Image Data Augmentation for Facial Recognition

Manmeet Singh
7 min readMay 16, 2020

--

This article is a brief outline on various state-of-art techniques used for face data augmentation.

Introduction

The quality of training set has a great impact on results of deep learning based face related tasks. Collecting and labeling adequate samples with high quality and balanced distributions is a laborious task. Various augmentation techniques are mentioned below, with special emphasis on deep learning based approaches. Although these techniques are related to facial recognition, they can be generalized to other areas. The human face is one of the greatest subjects of interest, so a lot of research has gone into the area.

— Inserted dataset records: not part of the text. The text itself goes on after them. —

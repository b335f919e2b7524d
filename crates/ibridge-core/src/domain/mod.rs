//! Domain types and pure helpers
//!
//! This module contains the core domain types for island-bridge:
//! - Sync targets, sync modes and transfer directions
//! - Path mapping between the local and remote trees
//! - Pass summaries
//! - Domain-specific error types

pub mod errors;
pub mod paths;
pub mod summary;
pub mod target;

// Re-export commonly used types
pub use errors::DomainError;
pub use summary::SyncSummary;
pub use target::{SyncMode, SyncTarget, TransferDirection};
//! Aggregate result of a sync pass

use serde::{Deserialize, Serialize};

use super::target::SyncMode;

/// Snapshot of the counters of one full sync pass or one watch session
///
/// Produced once the pass has drained its worker pool. A bidirectional pass
/// reports both its download and upload halves in the same summary. Full
/// passes never remove anything, so `deleted` only moves in watch sessions.
#[derive(Debug, Clone, Default, PartialEq, Eq, Serialize, Deserialize)]
pub struct SyncSummary {
    /// Mode the pass ran in
    pub mode: SyncMode,
    /// Files pushed to the remote
    pub transferred: u64,
    /// Files pulled from the remote
    pub downloaded: u64,
    /// Remote counterparts removed
    pub deleted: u64,
    /// Files ignored, unchanged, or reached through a directory symlink
    pub skipped: u64,
    /// Files that failed after exhausting retries
    pub errors: u64,
    /// Human-readable message per failed file
    pub error_messages: Vec<String>,
    /// Wall-clock duration of the pass
    pub duration_ms: u64,
}

impl SyncSummary {
    /// Total number of files moved in either direction
    pub fn total_transferred(&self) -> u64 {
        self.transferred + self.downloaded
    }

    /// True when no file failed
    pub fn is_clean(&self) -> bool {
        self.errors == 0
    }
}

Among the various augmentation techniques, GANs have been recognized as a more powerful and effective tool in recent years.

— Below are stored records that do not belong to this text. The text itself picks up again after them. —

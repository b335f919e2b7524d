//! Ignore rules for sync passes and watch registration
//!
//! A relative path is ignored when any configured pattern matches one of:
//!
//! 1. the basename, as a glob
//! 2. the whole relative path, as a glob
//! 3. any single path segment, as a glob
//! 4. any substring of the path, taken literally
//!
//! Rule 4 matches broadly: `log` ignores `catalog/x`. Callers that walk
//! a tree must prune a directory's whole subtree when the directory itself
//! is ignored.
//!
//! Globs follow shell semantics: `*` and `?` never cross a `/`.

use glob::{MatchOptions, Pattern};
use tracing::warn;

const MATCH_OPTIONS: MatchOptions = MatchOptions {
    case_sensitive: true,
    require_literal_separator: true,
    require_literal_leading_dot: false,
};

#[derive(Debug, Clone)]
struct IgnoreRule {
    raw: String,
    /// `None` when the pattern is not a valid glob; the substring rule still applies.
    glob: Option<Pattern>,
}

impl IgnoreRule {
    fn matches(&self, rel: &str, basename: &str) -> bool {
        if let Some(glob) = &self.glob {
            if glob.matches_with(basename, MATCH_OPTIONS)
                || glob.matches_with(rel, MATCH_OPTIONS)
                || rel
                    .split('/')
                    .any(|segment| glob.matches_with(segment, MATCH_OPTIONS))
            {
                return true;
            }
        }
        rel.contains(self.raw.as_str())
    }
}

/// Immutable set of ignore patterns
///
/// Pure and stateless apart from the pattern list, so one instance is shared
/// between the engine and the watcher behind an `Arc`.
#[derive(Debug, Clone, Default)]
pub struct IgnoreMatcher {
    rules: Vec<IgnoreRule>,
}

impl IgnoreMatcher {
    /// Compile `patterns` in order. Blank patterns are dropped, since a blank
    /// substring would match every path. Other patterns are kept verbatim,
    /// surrounding whitespace included.
    pub fn new<I, S>(patterns: I) -> Self
    where
        I: IntoIterator<Item = S>,
        S: AsRef<str>,
    {
        let rules = patterns
            .into_iter()
            .filter_map(|p| {
                let raw = p.as_ref();
                if raw.trim().is_empty() {
                    return None;
                }
                let glob = match Pattern::new(raw) {
                    Ok(glob) => Some(glob),
                    Err(e) => {
                        warn!(pattern = raw, error = %e, "Invalid glob, only substring matching applies");
                        None
                    }
                };
                Some(IgnoreRule {
                    raw: raw.to_string(),
                    glob,
                })
            })
            .collect();

        Self { rules }
    }

    /// Whether `relative_path` (with `/` separators) is excluded from sync.
    ///
    /// The root itself (`""` or `"."`) is never ignored.
    pub fn should_ignore(&self, relative_path: &str) -> bool {
        if relative_path.is_empty() || relative_path == "." {
            return false;
        }

        let basename = relative_path.rsplit('/').next().unwrap_or(relative_path);
        self.rules
            .iter()
            .any(|rule| rule.matches(relative_path, basename))
    }

    /// The patterns in configuration order
    pub fn patterns(&self) -> impl Iterator<Item = &str> {
        self.rules.iter().map(|r| r.raw.as_str())
    }

    pub fn is_empty(&self) -> bool {
        self.rules.is_empty()
    }
}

In the latter part of the article, various evaluation metrics are discussed, along with potential future directions.

Transformation Types

Transforming the base image data set is an important task that increases the generalized performance of a model. For facial data, the transformations take into consideration the various combinations regarding how an individual may look on a given day. These techniques are outlines below, along with a brief explanation of techniques deployed for each transformation type.

Generic

The generic data augmentation techniques can be divided into two categories: geometric and photometric. These methods have been applied to various learning-based computer vision (CV) tasks.

Geometric

Geometric transformation examples created by imgaug using CelebA dataset
Geometric transformation examples created by imgaug using CelebA dataset

Geometric transformation alters the geometry by transferring image pixels to new positions. This includes rotation, reflection, translation, flipping, etc.

Photometric

Transformation using RGB channel manipulation and filter application

Photometric transformation alters the RGB channels by shifting pixel colors to new values. Thee main approaches include

  • Gray scaling — flattening the color channels to black and white colors
  • Color jittering — includes many different manipulations, such as inverting, adding, decreasing and multiply
  • Filtering — edge enhancement, blurring, sharpening, etc.
  • Lighting perturbation — changing environment lighting
  • noise adding — changing granularity of pixels
  • Vignetting — edge softening or shading
  • Contrast adjustment — applying color fixations as layers

Component

Hairstyle

Hairstyle affects face detection and recognition due to the occlusion and appearance variation of face caused by it.

Various methods such as composition methods overlaying potential hair style types on a person, as well as GANs have been used for hairstyle transfer. DiscoGAN and StarGAN are the two most prominent methods to perform this task using cross-domain and multi-domain translations, respectively.

Makeup

Left column is original data. Right is showing various transfers using BeautyGAN

An individual’s facial color composition can change day to day. To augment using makeup or facial color contrast data, facial makeup transfer aims to shift the style from given reference to a target.

BeautyGAN (results shown in image) applies a dual GAN, and incorporates global domain-level loss and local instance-level loss which essentially means the transfer is applied in a context aware fashion.

Accessory

Glasses transfer on-to (three left columns) and removal (three right columns)

The removal and wearing of accessories including glasses, earrings, nose ring, etc. Among all these, glasses are most commonly seen.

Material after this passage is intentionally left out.